In the immediate aftermath of the 6-4 loss, interim coach Andrew Brunette mentioned a handful of costly mistakes, particularly in the third period after Florida took its third and final one-goal lead. Nashville tied the game on a short-handed goal after the Panthers (35-11-3) got sloppy in the offensive zone and gave up a breakaway, and scored the game-winner on a power play after a needless offensive-zone penalty.
Both, incidentally, were part of larger troubling patterns — really maybe the only troubling patterns — for the best team in the Eastern Conference. Florida has committed the eighth most penalties in the NHL and its penalty kill ranks in the bottom half of the league at 79.0 percent. The shorthanded goal wasn’t a particular outlier, either — the Panthers have given up five, tying them for eighth worst in the league — and Florida, at all strengths, is tied for the 10th most high-danger chances allowed because they too frequently give up breakaways like the one winger Tanner Jeannot got on the Predators’ penalty kill.

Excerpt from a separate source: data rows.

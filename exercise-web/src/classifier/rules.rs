//! Single-frame exercise classification with threshold rules
//!
//! Stateless: the same features always give the same label. Rules are
//! checked in a fixed order, strictest pattern first, and the first match
//! wins.

use super::features::FeatureSet;
use super::label::ExerciseLabel;
use crate::config::EngineConfig;

type Rule = fn(&FeatureSet, &EngineConfig) -> bool;

/// Rules in precedence order
const RULES: [(ExerciseLabel, Rule); 4] = [
    (ExerciseLabel::Plank, is_plank),
    (ExerciseLabel::Lunge, is_lunge),
    (ExerciseLabel::Squat, is_squat),
    (ExerciseLabel::Pushup, is_pushup),
];

/// Classify one frame. Missing features classify as `None`.
pub fn classify(features: Option<&FeatureSet>, config: &EngineConfig) -> ExerciseLabel {
    let Some(f) = features else {
        return ExerciseLabel::None;
    };
    RULES
        .iter()
        .find(|(_, rule)| rule(f, config))
        .map_or(ExerciseLabel::None, |(label, _)| *label)
}

/// Straight horizontal body resting on the forearms
fn is_plank(f: &FeatureSet, config: &EngineConfig) -> bool {
    let t = &config.plank;
    f.avg_body_line > t.min_body_angle
        && f.avg_knee > t.min_avg_knee
        && f.knee_diff < t.max_knee_diff
        && f.hip_height_diff < t.max_hip_height_diff
        && f.shoulder_height_diff < t.max_shoulder_height_diff
        && f.torso_verticality < t.max_torso_verticality
        && f.forearm_verticality < t.max_forearm_verticality
}

/// One knee bent, the other near straight
fn is_lunge(f: &FeatureSet, config: &EngineConfig) -> bool {
    let t = &config.lunge;
    f.knee_diff > t.min_knee_diff
        && f.min_knee() < t.max_bent_knee
        && f.max_knee() > t.min_straight_knee
}

/// Both knees bent together
fn is_squat(f: &FeatureSet, config: &EngineConfig) -> bool {
    let t = &config.squat;
    f.avg_knee < t.max_avg_knee
        && f.knee_diff < t.max_knee_diff
        && (t.min_body_angle..=t.max_body_angle).contains(&f.avg_body_line)
}

/// Horizontal straight body supported on planted hands
fn is_pushup(f: &FeatureSet, config: &EngineConfig) -> bool {
    let t = &config.pushup;
    f.torso_verticality < t.max_torso_verticality
        && f.forearm_verticality >= t.min_forearm_verticality
        && f.avg_body_line > t.min_body_angle
}

#[cfg(test)]
mod tests {
    use super::*;
    use crate::classifier::extract_features;
    use crate::pose::{fixtures, PoseSnapshot};

    fn label_of(snapshot: &PoseSnapshot, config: &EngineConfig) -> ExerciseLabel {
        let features = extract_features(snapshot, config.visibility_floor);
        classify(features.as_ref(), config)
    }

    #[test]
    fn test_standing_is_none() {
        // Standing satisfies every plank angle, only the horizontal gate rejects it
        let config = EngineConfig::default();
        assert_eq!(label_of(&fixtures::standing(0.0), &config), ExerciseLabel::None);
    }

    #[test]
    fn test_squat_detected() {
        let config = EngineConfig::default();
        assert_eq!(label_of(&fixtures::squat(85.0, 0.0), &config), ExerciseLabel::Squat);
        assert_eq!(label_of(&fixtures::squat(120.0, 0.0), &config), ExerciseLabel::Squat);
        assert_eq!(label_of(&fixtures::squat(140.0, 0.0), &config), ExerciseLabel::None);
    }

    #[test]
    fn test_lunge_detected() {
        let config = EngineConfig::default();
        assert_eq!(label_of(&fixtures::lunge(90.0, 170.0, 0.0), &config), ExerciseLabel::Lunge);
        assert_eq!(label_of(&fixtures::lunge(170.0, 95.0, 0.0), &config), ExerciseLabel::Lunge);
        // Back leg too bent
        assert_eq!(label_of(&fixtures::lunge(60.0, 130.0, 0.0), &config), ExerciseLabel::None);
    }

    #[test]
    fn test_plank_detected() {
        let config = EngineConfig::default();
        assert_eq!(label_of(&fixtures::forearm_plank(0.0, 0.0), &config), ExerciseLabel::Plank);
    }

    #[test]
    fn test_plank_with_bent_knees_rejected() {
        let config = EngineConfig::default();
        assert_ne!(label_of(&fixtures::forearm_plank(0.1, 0.0), &config), ExerciseLabel::Plank);
    }

    #[test]
    fn test_pushup_detected_in_both_phases() {
        let config = EngineConfig::default();
        assert_eq!(label_of(&fixtures::pushup(165.0, 0.0), &config), ExerciseLabel::Pushup);
        assert_eq!(label_of(&fixtures::pushup(65.0, 0.0), &config), ExerciseLabel::Pushup);
    }

    #[test]
    fn test_insufficient_data_is_none() {
        let config = EngineConfig::default();
        assert_eq!(classify(None, &config), ExerciseLabel::None);
        assert_eq!(label_of(&fixtures::faint(0.0), &config), ExerciseLabel::None);
        assert_eq!(label_of(&PoseSnapshot::empty(0.0), &config), ExerciseLabel::None);
    }

    #[test]
    fn test_lunge_precedes_squat() {
        // Relax the squat symmetry gate so both rules match
        let mut config = EngineConfig::default();
        config.squat.max_knee_diff = 90.0;
        let snapshot = fixtures::lunge(80.0, 160.0, 0.0);
        let features = extract_features(&snapshot, 0.3).unwrap();
        assert!(is_squat(&features, &config));
        assert!(is_lunge(&features, &config));
        assert_eq!(classify(Some(&features), &config), ExerciseLabel::Lunge);
    }

    #[test]
    fn test_plank_precedes_pushup() {
        let mut config = EngineConfig::default();
        config.pushup.min_forearm_verticality = 0.0;
        let features = extract_features(&fixtures::forearm_plank(0.0, 0.0), 0.3).unwrap();
        assert!(is_pushup(&features, &config));
        assert_eq!(classify(Some(&features), &config), ExerciseLabel::Plank);
    }

    #[test]
    fn test_classifier_is_deterministic() {
        let config = EngineConfig::default();
        let features = extract_features(&fixtures::squat(100.0, 0.0), 0.3).unwrap();
        let first = classify(Some(&features), &config);
        for _ in 0..10 {
            assert_eq!(classify(Some(&features), &config), first);
        }
    }
}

All season, Brunette has picked nits with the high-octane Panthers’ tendency to get “sloppy” or lose some “discipline” in favor of trying to make the spectacular. It was evident Tuesday, when they had a 80-41 advantage in shot attempts and only a 20-15 edge in high-danger chances, and it was a focus point Wednesday as they prepared to face the Columbus Blue Jackets at 7 p.m. back in South Florida on Thursday.
“We can’t get into this mind-set that we can turn things on and turn things off in the course of a game,” Brunette said. “We went through parts where we played really well and just kind of felt comfortable, and then we got sloppy and then they’d turn it on again.”
For most of the year, this knack to snap out of funks in the nick of time has been a defining part of the Panthers’ identity — they tout the “Comeback Cats” moniker because they’re tied for the league lead with 17 come-from-behind wins — and it’s a nice luxury to have, but probably not sustainable come the Stanley Cup playoffs.
“When you turn it on and off, you only can really have so many times that you can do that or the hot water doesn’t come,” Brunette said. “The hot water didn’t come on late in the game.”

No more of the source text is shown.